Let’s take QGPT2Evaluate.ipynb, including Multi-Head Attention GPT-2 Model, as an example.

I have two methods to attempt analyze the computational complexity of FHE: quantitatively analyze the actual execution time, and `qualitatively evaluate the computational complexity in theory(my doubt)`

.

# 1. Quantitatively analyze the actual execution time

## 1.1 Execute it without FHE

```
proj_12_heads_qgpt2.set_fhe_mode(fhe="disable")
t1 = time.time()
output_logits_clear = proj_12_heads_qgpt2(input_ids).logits
print(f"Time of inference without Multi-Head Attention Model(fhe=\"disable\"): {(time.time() - t1):.2f}")
```

## 1.2 Execute it with FHE

```
circuit_12_heads = proj_12_heads_qgpt2.compile(input_ids)
proj_12_heads_qgpt2.set_fhe_mode(fhe="execute")
t2 = time.time()
output_logits_executed = proj_12_heads_qgpt2(input_ids).logits
print(f"Time of inference with Multi-Head Attention Model(fhe=\"execute\"): {(time.time() - t2):.2f}")
```

Therefore, we can qualitatively analyze the complexity of FHE by comparing the two times above.

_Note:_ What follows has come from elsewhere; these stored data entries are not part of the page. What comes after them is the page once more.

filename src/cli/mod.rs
pub mod posts;
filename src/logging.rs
use tracing_subscriber::{fmt::SubscriberBuilder, EnvFilter};

/// Filter used when `RUST_LOG` is unset: our own events at info, sqlx chatter muted.
pub const DEFAULT_FILTER: &str = "info,sqlx=warn";

/// Installs the global fmt subscriber with an env filter.
///
/// `RUST_LOG` wins when present; otherwise `default_filter` applies. Calling it
/// twice returns an error instead of panicking.
pub fn init_tracing(default_filter: &str) -> Result<(), anyhow::Error> {
    let filter =
        EnvFilter::try_from_default_env().unwrap_or_else(|_| EnvFilter::new(default_filter));

    SubscriberBuilder::default()
        .with_env_filter(filter)
        .with_target(true)
        .with_line_number(true)
        .try_init()
        .map_err(|e| anyhow::anyhow!("failed to initialize tracing: {}", e))
}
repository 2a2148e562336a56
// Read API over stored posts plus manual sync control

pub mod handlers;
pub mod middleware;
pub mod models;
pub mod routes;
pub mod server;

pub use server::{ApiServer, AppState};
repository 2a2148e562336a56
// API server implementation using actix-web

use crate::api::{middleware, routes};
use crate::orchestrator::Syncer;
use crate::util::env as env_util;
use actix_web::{web, App, HttpServer};
use anyhow::{Context, Result};
use std::sync::Arc;
use std::time::Instant;

/// Shared handler state
pub struct AppState {
    pub syncer: Arc<Syncer>,
    pub started_at: Instant,
}

pub struct ApiServer {
    pub host: String,
    pub port: u16,
    pub allowed_origins: String,
}

impl ApiServer {
    /// Create server from environment variables
    pub fn from_env() -> Result<Self> {
        env_util::init_env();

        let host = env_util::env_opt("API_HOST").unwrap_or_else(|| "0.0.0.0".to_string());
        let port = match env_util::env_opt("API_PORT") {
            Some(raw) => raw.trim().parse().context("Invalid API_PORT")?,
            None => 8080,
        };
        let allowed_origins = env_util::env_opt("ALLOWED_ORIGINS")
            .unwrap_or_else(|| "http://localhost:3000".to_string());

        Ok(Self {
            host,
            port,
            allowed_origins,
        })
    }

    /// Apply CLI overrides on top of the environment.
    pub fn with_overrides(mut self, host: Option<String>, port: Option<u16>) -> Self {
        if let Some(host) = host {
            self.host = host;
        }
        if let Some(port) = port {
            self.port = port;
        }
        self
    }

    /// Start the HTTP server
    pub async fn run(self, syncer: Arc<Syncer>) -> Result<()> {
        let bind_addr = format!("{}:{}", self.host, self.port);

        tracing::info!(
            host = %self.host,
            port = %self.port,
            "Starting gallery-sync API server"
        );

        let state = web::Data::new(AppState {
            syncer,
            started_at: Instant::now(),
        });
        let allowed_origins = self.allowed_origins.clone();

        HttpServer::new(move || {
            let (logger, compress) = middleware::setup_middleware();
            let cors = middleware::setup_cors(&allowed_origins);

            App::new()
                .app_data(state.clone())
                .wrap(logger)
                .wrap(compress)
                .wrap(cors)
                .configure(routes::configure_routes)
        })
        .bind(&bind_addr)
        .with_context(|| format!("Failed to bind to {}", bind_addr))?
        .run()
        .await
        .context("HTTP server error")?;

        Ok(())
    }
}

However, “Execute it with FHE” may take long time to run.

So, I’m curious if there is a quantitative theory to analyze the computational complexity of this Multi-Head Attention Model in QGPT2Evaluate.ipynb.

# 2. How to qualitatively evaluate the computational complexity of FHE in theory?

Thank you very much. I would greatly appreciate any information you can provide.